Présider ou régner ?


Nicolas Sarkozy avait donné à son début de mandat la marque d'un volontarisme puissant. Très vite, se réservant l'essentiel des décisions, il est devenu ce dont il rêvait : hyperprésident, supermanager de l'entreprise France. Il affirmait aux Français qu'il savait ce dont la France était malade, ce dont il fallait la sauver, et les remèdes qu'il fallait lui administrer. Cette posture conduit à promettre beaucoup et à s'exposer sur tous les fronts. Elle y contraint même, parce que le moindre retrait risque d'apparaître - y compris aux yeux du chef de l'État - comme un aveu de faiblesse.

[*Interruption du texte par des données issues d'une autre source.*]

//! Per-block read/write cache with optimistic conflict detection.

use std::collections::HashMap;
use std::sync::atomic::{AtomicBool, Ordering};
use std::sync::{Arc, Weak};

use hotchain_core::BlockchainStore;
use hotchain_types::{Block, Dag, Fingerprint, Hash, Member, Transaction, TxRWSet, TxResult};
use parking_lot::RwLock;
use tracing::{debug, trace, warn};

use crate::context::{SpecialTxType, TxSimContext};
use crate::dag::build_dag;
use crate::manager::SnapshotArena;
use crate::{state_key, SnapshotError, SnapshotResult};

/// A value tagged with the apply sequence of the transaction that
/// produced it.
#[derive(Debug, Clone)]
struct SeqValue {
    seq: usize,
    value: Vec<u8>,
}

#[derive(Default)]
struct Tables {
    tx_table: Vec<Transaction>,
    special_tx_table: Vec<Transaction>,
    tx_result_map: HashMap<String, TxResult>,
    tx_rwset_table: Vec<TxRWSet>,
    read_table: HashMap<Vec<u8>, SeqValue>,
    write_table: HashMap<Vec<u8>, SeqValue>,
}

/// Result of [`Snapshot::apply_tx_sim_context`].
#[derive(Debug, Clone, Copy, PartialEq, Eq)]
pub enum ApplyOutcome {
    /// The transaction was appended
    Applied {
        /// Snapshot size after the apply
        size: usize,
    },
    /// A key it read was written at or after its exec sequence
    Conflict {
        /// Current snapshot size, the exec sequence for a retry
        size: usize,
    },
    /// The snapshot no longer accepts ordinary transactions
    Sealed {
        /// Final snapshot size
        size: usize,
    },
}

impl ApplyOutcome {
    /// Whether the transaction was appended.
    pub fn is_applied(&self) -> bool {
        matches!(self, ApplyOutcome::Applied { .. })
    }

    /// Snapshot size reported with the outcome.
    pub fn size(&self) -> usize {
        match *self {
            ApplyOutcome::Applied { size }
            | ApplyOutcome::Conflict { size }
            | ApplyOutcome::Sealed { size } => size,
        }
    }
}

/// One key of a batch read.
#[derive(Debug, Clone, PartialEq, Eq)]
pub struct BatchKey {
    /// Owning contract
    pub contract_name: String,
    /// State key
    pub key: Vec<u8>,
}

impl BatchKey {
    /// Create a batch key.
    pub fn new(contract_name: impl Into<String>, key: impl Into<Vec<u8>>) -> Self {
        Self {
            contract_name: contract_name.into(),
            key: key.into(),
        }
    }
}

/// Read/write cache for the transactions of one block.
///
/// Many workers call [`apply_tx_sim_context`](Self::apply_tx_sim_context)
/// concurrently. Reads that miss the local tables walk the parent
/// snapshots, which belong to blocks that are ordered but not yet
/// committed, and finally fall through to the store.
pub struct Snapshot {
    chain_id: String,
    block_height: u64,
    block_version: u32,
    block_timestamp: i64,
    block_proposer: Option<Member>,
    pre_block_hash: Hash,
    block_fingerprint: Fingerprint,
    pre_snapshot: RwLock<Option<Fingerprint>>,
    arena: Weak<SnapshotArena>,
    store: Arc<dyn BlockchainStore>,
    legacy_read_version_threshold: u32,
    sealed: AtomicBool,
    tables: RwLock<Tables>,
}

impl Snapshot {
    pub(crate) fn new(
        block: &Block,
        pre_snapshot: Option<Fingerprint>,
        arena: Weak<SnapshotArena>,
        store: Arc<dyn BlockchainStore>,
        legacy_read_version_threshold: u32,
    ) -> Self {
        let header = &block.header;
        Self {
            chain_id: header.chain_id.clone(),
            block_height: header.block_height,
            block_version: header.block_version,
            block_timestamp: header.block_timestamp,
            block_proposer: header.proposer.clone(),
            pre_block_hash: header.pre_block_hash,
            block_fingerprint: block.fingerprint(),
            pre_snapshot: RwLock::new(pre_snapshot),
            arena,
            store,
            legacy_read_version_threshold,
            sealed: AtomicBool::new(false),
            tables: RwLock::new(Tables::default()),
        }
    }

    /// Apply a simulated transaction.
    ///
    /// Ordinary transactions are rejected once the snapshot is sealed.
    /// `apply_special_tx` lets the scheduler append after sealing.
    /// Iterator transactions go to the side table without conflict checks.
    pub fn apply_tx_sim_context(
        &self,
        ctx: &dyn TxSimContext,
        special_tx_type: SpecialTxType,
        run_vm_success: bool,
        apply_special_tx: bool,
    ) -> ApplyOutcome {
        if !apply_special_tx && self.is_sealed() {
            return ApplyOutcome::Sealed {
                size: self.snapshot_size(),
            };
        }

        let mut tables = self.tables.write();
        if !apply_special_tx && self.is_sealed() {
            return ApplyOutcome::Sealed {
                size: tables.tx_table.len(),
            };
        }

        let tx = ctx.tx();
        if special_tx_type == SpecialTxType::Iterator {
            tables.special_tx_table.push(tx.clone());
            trace!(tx_id = %tx.tx_id, "Appended iterator transaction");
            return ApplyOutcome::Applied {
                size: tables.tx_table.len() + tables.special_tx_table.len(),
            };
        }

        let exec_seq = ctx.tx_exec_seq();
        let rwset = ctx.tx_rwset(run_vm_success);
        let apply_seq = tables.tx_table.len();

        if exec_seq < apply_seq {
            for read in &rwset.tx_reads {
                let key = state_key(&read.contract_name, &read.key);
                if let Some(sv) = tables.write_table.get(&key) {
                    if sv.seq >= exec_seq {
                        debug!(
                            tx_id = %tx.tx_id,
                            exec_seq,
                            write_seq = sv.seq,
                            contract = %read.contract_name,
                            "Read conflicts with a later write"
                        );
                        return ApplyOutcome::Conflict { size: apply_seq };
                    }
                }
            }
        }

        for write in &rwset.tx_writes {
            tables.write_table.insert(
                state_key(&write.contract_name, &write.key),
                SeqValue {
                    seq: apply_seq,
                    value: write.value.clone(),
                },
            );
        }
        if run_vm_success || self.block_version < self.legacy_read_version_threshold {
            for read in &rwset.tx_reads {
                tables.read_table.insert(
                    state_key(&read.contract_name, &read.key),
                    SeqValue {
                        seq: apply_seq,
                        value: read.value.clone(),
                    },
                );
            }
        }

        tables
            .tx_result_map
            .insert(tx.tx_id.clone(), ctx.tx_result().clone());
        tables.tx_table.push(tx.clone());
        tables.tx_rwset_table.push(rwset);

        ApplyOutcome::Applied {
            size: tables.tx_table.len(),
        }
    }

    /// Value of `key` as seen by a transaction at `tx_exec_seq`.
    ///
    /// Resolution order: write table, read table, parent snapshots, store.
    /// The latest applied value is returned even when its sequence is at
    /// or above `tx_exec_seq`; the later apply then reports a conflict.
    pub fn get_key(
        &self,
        tx_exec_seq: usize,
        contract_name: &str,
        key: &[u8],
    ) -> SnapshotResult<Option<Vec<u8>>> {
        let sk = state_key(contract_name, key);
        if let Some((seq, value)) = self.lookup_local(&sk) {
            if seq >= tx_exec_seq {
                trace!(
                    height = self.block_height,
                    seq,
                    tx_exec_seq,
                    contract = contract_name,
                    "Read observes a newer write"
                );
            }
            return Ok(Some(value));
        }

        let mut current = self.parent()?;
        while let Some(snapshot) = current {
            if let Some((_, value)) = snapshot.lookup_local(&sk) {
                return Ok(Some(value));
            }
            current = snapshot.parent()?;
        }

        Ok(self.store.read_object(contract_name, key)?)
    }

    /// [`get_key`](Self::get_key) for several keys.
    pub fn get_keys(
        &self,
        tx_exec_seq: usize,
        keys: &[BatchKey],
    ) -> SnapshotResult<Vec<Option<Vec<u8>>>> {
        keys.iter()
            .map(|k| self.get_key(tx_exec_seq, &k.contract_name, &k.key))
            .collect()
    }

    fn lookup_local(&self, sk: &[u8]) -> Option<(usize, Vec<u8>)> {
        let tables = self.tables.read();
        tables
            .write_table
            .get(sk)
            .or_else(|| tables.read_table.get(sk))
            .map(|sv| (sv.seq, sv.value.clone()))
    }

    /// Parent snapshot, if it is still tracked.
    fn parent(&self) -> SnapshotResult<Option<Arc<Snapshot>>> {
        let Some(fingerprint) = *self.pre_snapshot.read() else {
            return Ok(None);
        };
        let arena = self.arena.upgrade().ok_or(SnapshotError::Detached {
            height: self.block_height,
        })?;
        let parent = arena.read().get(&fingerprint).cloned();
        Ok(parent.filter(|p| p.block_height < self.block_height))
    }

    /// Stop accepting ordinary transactions.
    pub fn seal(&self) {
        let _tables = self.tables.write();
        self.sealed.store(true, Ordering::SeqCst);
    }

    /// Whether [`seal`](Self::seal) was called.
    pub fn is_sealed(&self) -> bool {
        self.sealed.load(Ordering::SeqCst)
    }

    /// Build the block DAG from the applied read/write sets.
    pub fn build_dag(&self, is_sql: bool) -> Dag {
        if !self.is_sealed() {
            warn!(
                height = self.block_height,
                "Building DAG of an unsealed snapshot"
            );
        }
        let tables = self.tables.read();
        build_dag(&tables.tx_rwset_table, is_sql)
    }

    /// Number of applied ordinary transactions.
    pub fn snapshot_size(&self) -> usize {
        self.tables.read().tx_table.len()
    }

    /// Applied ordinary transactions, in apply order.
    pub fn tx_table(&self) -> Vec<Transaction> {
        self.tables.read().tx_table.clone()
    }

    /// Applied iterator transactions.
    pub fn special_tx_table(&self) -> Vec<Transaction> {
        self.tables.read().special_tx_table.clone()
    }

    /// Results keyed by transaction id.
    pub fn tx_result_map(&self) -> HashMap<String, TxResult> {
        self.tables.read().tx_result_map.clone()
    }

    /// Read/write sets, in apply order.
    pub fn tx_rwset_table(&self) -> Vec<TxRWSet> {
        self.tables.read().tx_rwset_table.clone()
    }

    /// Fingerprint of the parent block's snapshot, while it is linked.
    pub fn pre_snapshot(&self) -> Option<Fingerprint> {
        *self.pre_snapshot.read()
    }

    pub(crate) fn set_pre_snapshot(&self, pre: Option<Fingerprint>) {
        *self.pre_snapshot.write() = pre;
    }

    /// Chain id of the block.
    pub fn chain_id(&self) -> &str {
        &self.chain_id
    }

    /// Height of the block.
    pub fn block_height(&self) -> u64 {
        self.block_height
    }

    /// Block timestamp.
    pub fn block_timestamp(&self) -> i64 {
        self.block_timestamp
    }

    /// Block proposer.
    pub fn block_proposer(&self) -> Option<&Member> {
        self.block_proposer.as_ref()
    }

    /// Parent block hash.
    pub fn pre_block_hash(&self) -> Hash {
        self.pre_block_hash
    }

    /// Fingerprint of the block.
    pub fn block_fingerprint(&self) -> Fingerprint {
        self.block_fingerprint
    }
}

impl std::fmt::Debug for Snapshot {
    fn fmt(&self, f: &mut std::fmt::Formatter<'_>) -> std::fmt::Result {
        f.debug_struct("Snapshot")
            .field("height", &self.block_height)
            .field("fingerprint", &hex::encode(&self.block_fingerprint[..8]))
            .field("sealed", &self.is_sealed())
            .field("size", &self.snapshot_size())
            .finish()
    }
}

Mais, en démocratie, la charge du règne - car c'est de cela qu'il s'agit - est impossible à tenir. Dans la monarchie traditionnelle, le règne s'appuie sur une puissance symbolique, celle de la transcendance dont le monarque est le représentant. En démocratie, le centre du pouvoir est vide. Le gouvernant n'est que le représentant de la volonté du peuple, volonté qui reste toujours en débat. Il n'est donc pas institué pour décider de lui-même, par l'effet du lien qui l'unit à la divinité, mais pour rechercher et exprimer la volonté du peuple assemblé, et non la sienne. Il ne règne pas, il préside. Cette distinction est fondamentale. L'élection a remplacé le sacre pour célébrer le pouvoir, et l'élu n'est jamais que le représentant du peuple qui exerce son autorité par le vote.

Voilà pourquoi Nicolas Sarkozy se trouve en porte-à-faux avec le pays, à mi-mandat. Se mettant en scène comme s'il pouvait tout, il s'est exposé à deux dangers.

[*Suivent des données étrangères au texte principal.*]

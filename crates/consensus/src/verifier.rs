//! Admission check for certified blocks.

use std::sync::Arc;

use hotchain_core::AccessControlProvider;
use hotchain_types::Block;
use parking_lot::RwLock;
use tracing::debug;

use crate::engine::{ConsensusError, ConsensusResult};
use crate::governance::EpochView;
use crate::qc::validate_qc;
use crate::types::QuorumCert;

/// Re-validates the QC embedded in a block's additional data.
///
/// Holds its own handle on the epoch view so the committer can call it
/// while the SMR is locked.
#[derive(Clone)]
pub struct BlockSignatureVerifier {
    epochs: Arc<RwLock<EpochView>>,
    ac: Arc<dyn AccessControlProvider>,
}

impl BlockSignatureVerifier {
    /// Verify against `epochs` using `ac` for endorsement checks.
    pub fn new(epochs: Arc<RwLock<EpochView>>, ac: Arc<dyn AccessControlProvider>) -> Self {
        Self { epochs, ac }
    }

    /// Decode the block's QC, check that it certifies this block, and run
    /// full QC validation.
    pub fn verify_block_signatures(&self, block: &Block) -> ConsensusResult<QuorumCert> {
        let height = block.height();
        let bytes = block.qc_bytes().ok_or(ConsensusError::MissingQc(height))?;
        let qc = QuorumCert::decode(bytes).map_err(|e| ConsensusError::Codec(e.to_string()))?;

        if qc.new_view || qc.block_id != block.hash() || qc.height != height {
            return Err(ConsensusError::QcMismatch {
                height,
                qc_height: qc.height,
            });
        }
        validate_qc(&qc, &self.epochs.read(), self.ac.as_ref())?;
        debug!(height, level = qc.level, votes = qc.votes.len(), "Block signatures verified");
        Ok(qc)
    }
}
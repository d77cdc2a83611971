//! # Hotchain Configuration
//!
//! All node settings live in one `hotchain.toml` file.
//!
//! ```rust,ignore
//! use hotchain_config::Config;
//! use std::path::Path;
//!
//! let config = Config::load(Path::new("hotchain.toml"))?;
//! println!("chain: {}", config.chain.chain_id);
//! ```
//!
//! ## Configuration Sections
//!
//! - `[chain]` - chain and node identity
//! - `[consensus]` - pacemaker timeouts, channel sizes, proposer selection
//! - `[consensus.wal]` - write-ahead log location
//! - `[governance]` - epoch length and quorum floor
//! - `[snapshot]` - snapshot GC horizon and read-table compatibility threshold
//! - `[logging]` - log level and format
//! - `[devnet]` - in-process devnet shape
//! - `[[validators]]` - initial validator set

mod config;
mod error;

pub use config::*;
pub use error::*;
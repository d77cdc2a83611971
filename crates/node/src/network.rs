//! In-process transport connecting devnet validators.
//!
//! Every node registers its message bus with a shared [`LoopbackHub`];
//! sending to a peer publishes a `RecvConsensusMsg` on that peer's bus.

use std::collections::HashMap;
use std::sync::Arc;

use async_trait::async_trait;
use bytes::Bytes;
use hotchain_core::{BusMessage, MsgBus, NetService, TransportError, TransportResult};
use parking_lot::RwLock;
use tracing::trace;

/// Registry of node buses reachable over loopback.
#[derive(Default)]
pub struct LoopbackHub {
    peers: RwLock<HashMap<String, Arc<MsgBus>>>,
}

impl LoopbackHub {
    /// Create an empty hub.
    pub fn new() -> Arc<Self> {
        Arc::new(Self::default())
    }

    /// Attach `bus` under `node_id` and return that node's transport.
    pub fn join(self: &Arc<Self>, node_id: impl Into<String>, bus: Arc<MsgBus>) -> LoopbackNet {
        let node_id = node_id.into();
        self.peers.write().insert(node_id.clone(), bus);
        LoopbackNet {
            node_id,
            hub: self.clone(),
        }
    }

    /// Detach `node_id`; later sends to it fail with `NotConnected`.
    pub fn leave(&self, node_id: &str) {
        self.peers.write().remove(node_id);
    }

    fn deliver(&self, from: &str, to: &str, payload: Bytes) -> TransportResult<()> {
        let bus = self
            .peers
            .read()
            .get(to)
            .cloned()
            .ok_or_else(|| TransportError::NotConnected(to.to_string()))?;
        trace!(from, to, bytes = payload.len(), "Loopback delivery");
        bus.publish(BusMessage::RecvConsensusMsg {
            from: from.to_string(),
            payload,
        });
        Ok(())
    }
}

/// One node's view of the [`LoopbackHub`].
pub struct LoopbackNet {
    node_id: String,
    hub: Arc<LoopbackHub>,
}

#[async_trait]
impl NetService for LoopbackNet {
    async fn broadcast_msg(&self, payload: Bytes) -> TransportResult<()> {
        let targets: Vec<String> = self
            .hub
            .peers
            .read()
            .keys()
            .filter(|id| **id != self.node_id)
            .cloned()
            .collect();
        for to in targets {
            // a peer leaving mid-broadcast is not an error for the others
            let _ = self.hub.deliver(&self.node_id, &to, payload.clone());
        }
        Ok(())
    }

    async fn send_msg(&self, payload: Bytes, to: &str) -> TransportResult<()> {
        self.hub.deliver(&self.node_id, to, payload)
    }

    fn local_node_id(&self) -> String {
        self.node_id.clone()
    }
}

Le premier est de se tromper sur la réalité, illusionné par le fantasme de toute-puissance qui hante toujours celui qui exerce le pouvoir. C'est ainsi, pour ne donner que deux exemples, qu'il a engagé une politique économique qui s'est vite retrouvée à contre-courant de la situation mondiale, dès le début 2008. De même, n'a-t-il pas anticipé les réactions que susciterait l'idée de placer son fils à la tête de l'Établissement public d'aménagement de la Défense.

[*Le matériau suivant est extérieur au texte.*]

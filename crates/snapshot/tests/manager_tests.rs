//! Snapshot manager lifecycle: chaining, commit notification and GC.

use std::sync::Arc;

use hotchain_core::MemoryBlockchainStore;
use hotchain_snapshot::{ManagerConfig, SimContext, SnapshotManager, SpecialTxType};
use hotchain_types::{Block, BlockHeader, Member, Transaction};

fn child(parent: &Block, proposer: Option<Member>) -> Block {
    Block::new(
        BlockHeader {
            chain_id: "mgr-test".into(),
            block_height: parent.height() + 1,
            pre_block_hash: parent.hash(),
            block_timestamp: parent.height() as i64 + 1,
            proposer,
            ..Default::default()
        },
        vec![],
    )
}

fn proposer() -> Option<Member> {
    Some(Member::new("org1", vec![1, 2, 3]))
}

fn chain(len: u64) -> Vec<Block> {
    let mut blocks = vec![Block::genesis("mgr-test")];
    for _ in 0..len {
        let next = child(blocks.last().unwrap(), proposer());
        blocks.push(next);
    }
    blocks
}

fn setup() -> (SnapshotManager, Arc<MemoryBlockchainStore>) {
    let store = Arc::new(MemoryBlockchainStore::new());
    let mgr = SnapshotManager::new(store.clone(), ManagerConfig::default());
    (mgr, store)
}

#[test]
fn test_commit_notification_is_idempotent() {
    let (mgr, _store) = setup();
    let blocks = chain(3);
    for pair in blocks.windows(2) {
        mgr.new_snapshot(&pair[0], &pair[1]);
    }
    assert_eq!(mgr.len(), 3);

    mgr.notify_block_committed(&blocks[1]).unwrap();
    let after_once: Vec<_> = blocks[1..]
        .iter()
        .map(|b| mgr.get_snapshot(b).map(|s| s.pre_snapshot()))
        .collect();

    mgr.notify_block_committed(&blocks[1]).unwrap();
    let after_twice: Vec<_> = blocks[1..]
        .iter()
        .map(|b| mgr.get_snapshot(b).map(|s| s.pre_snapshot()))
        .collect();

    assert_eq!(after_once, after_twice);
    assert_eq!(mgr.len(), 2);
    assert_eq!(after_once[0], None);
    assert_eq!(after_once[1], Some(None));
    assert_eq!(after_once[2], Some(Some(blocks[2].fingerprint())));
}

#[test]
fn test_committed_ancestor_reads_fall_through_to_store() {
    let (mgr, store) = setup();
    let blocks = chain(2);
    let s1 = mgr.new_snapshot(&blocks[0], &blocks[1]);
    let mut ctx = SimContext::new(Transaction::invoke("tx1", "kv", "set"), 0);
    ctx.put("kv", b"k", b"pending".to_vec());
    assert!(s1
        .apply_tx_sim_context(&ctx, SpecialTxType::None, true, false)
        .is_applied());
    let s2 = mgr.new_snapshot(&blocks[1], &blocks[2]);
    assert_eq!(s2.get_key(0, "kv", b"k").unwrap(), Some(b"pending".to_vec()));

    // the committer persisted block 1's writes
    store.put_object("kv", b"k", b"durable".to_vec());
    mgr.notify_block_committed(&blocks[1]).unwrap();
    assert_eq!(s2.get_key(0, "kv", b"k").unwrap(), Some(b"durable".to_vec()));
}

#[test]
fn test_gc_evicts_beyond_horizon() {
    let (mgr, _store) = setup();
    let blocks = chain(12);
    let forked = child(&blocks[1], Some(Member::new("org2", vec![9])));
    mgr.new_snapshot(&blocks[1], &forked);
    mgr.new_snapshot(&blocks[10], &blocks[11]);
    assert_eq!(mgr.len(), 2);

    // 10 - 2 = 8 is still within the horizon
    mgr.notify_block_committed(&blocks[10]).unwrap();
    assert!(mgr.get_snapshot(&forked).is_some());

    mgr.notify_block_committed(&blocks[11]).unwrap();
    assert!(mgr.get_snapshot(&forked).is_none());
    assert!(mgr.is_empty());
    assert_eq!(mgr.committed_height(), 11);
}

#[test]
fn test_custom_horizon() {
    let store = Arc::new(MemoryBlockchainStore::new());
    let mgr = SnapshotManager::new(
        store,
        ManagerConfig {
            gc_horizon: 1,
            ..ManagerConfig::default()
        },
    );
    let blocks = chain(4);
    let stale = child(&blocks[1], Some(Member::new("org2", vec![9])));
    mgr.new_snapshot(&blocks[1], &stale);

    mgr.notify_block_committed(&blocks[4]).unwrap();
    assert!(mgr.is_empty());
}

#[test]
fn test_gc_unlinks_children_of_evicted_snapshots() {
    let (mgr, _store) = setup();
    let blocks = chain(12);
    let fork2 = child(&blocks[1], Some(Member::new("org2", vec![9])));
    let fork3 = child(&fork2, Some(Member::new("org2", vec![9])));
    mgr.new_snapshot(&blocks[1], &fork2);
    let s3 = mgr.new_snapshot(&fork2, &fork3);
    assert_eq!(s3.pre_snapshot(), Some(fork2.fingerprint()));

    mgr.notify_block_committed(&blocks[11]).unwrap();
    assert!(mgr.get_snapshot(&fork2).is_none());
    assert!(mgr.get_snapshot(&fork3).is_some());
    assert_eq!(s3.pre_snapshot(), None);
}

#[test]
fn test_commit_removes_proposerless_duplicate() {
    let (mgr, _store) = setup();
    let genesis = Block::genesis("mgr-test");
    let synced = child(&genesis, None);
    let mut proposed = synced.clone();
    proposed.header.proposer = proposer();

    mgr.new_snapshot(&genesis, &synced);
    mgr.new_snapshot(&genesis, &proposed);
    assert_eq!(mgr.len(), 2);

    mgr.notify_block_committed(&proposed).unwrap();
    assert!(mgr.is_empty());
}

#[test]
fn test_commit_of_untracked_block_is_harmless() {
    let (mgr, _store) = setup();
    let blocks = chain(2);
    mgr.new_snapshot(&blocks[1], &blocks[2]);
    mgr.notify_block_committed(&blocks[1]).unwrap();
    assert_eq!(mgr.len(), 1);
    assert_eq!(mgr.get_snapshot(&blocks[2]).unwrap().pre_snapshot(), None);
}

Le second risque est de devoir se dédire régulièrement de promesses trop hâtives et de ruiner la crédibilité de la parole politique. On l'a vu plusieurs fois, de l'emploi à Gandrange jusqu'à l'abandon de la taxe carbone, en passant par le surprenant dirigisme économique qu'il a revendiqué, en vain, à l'égard de Renault, notamment, alors qu'il s'était affiché comme le champion du libéralisme en matière d'économie.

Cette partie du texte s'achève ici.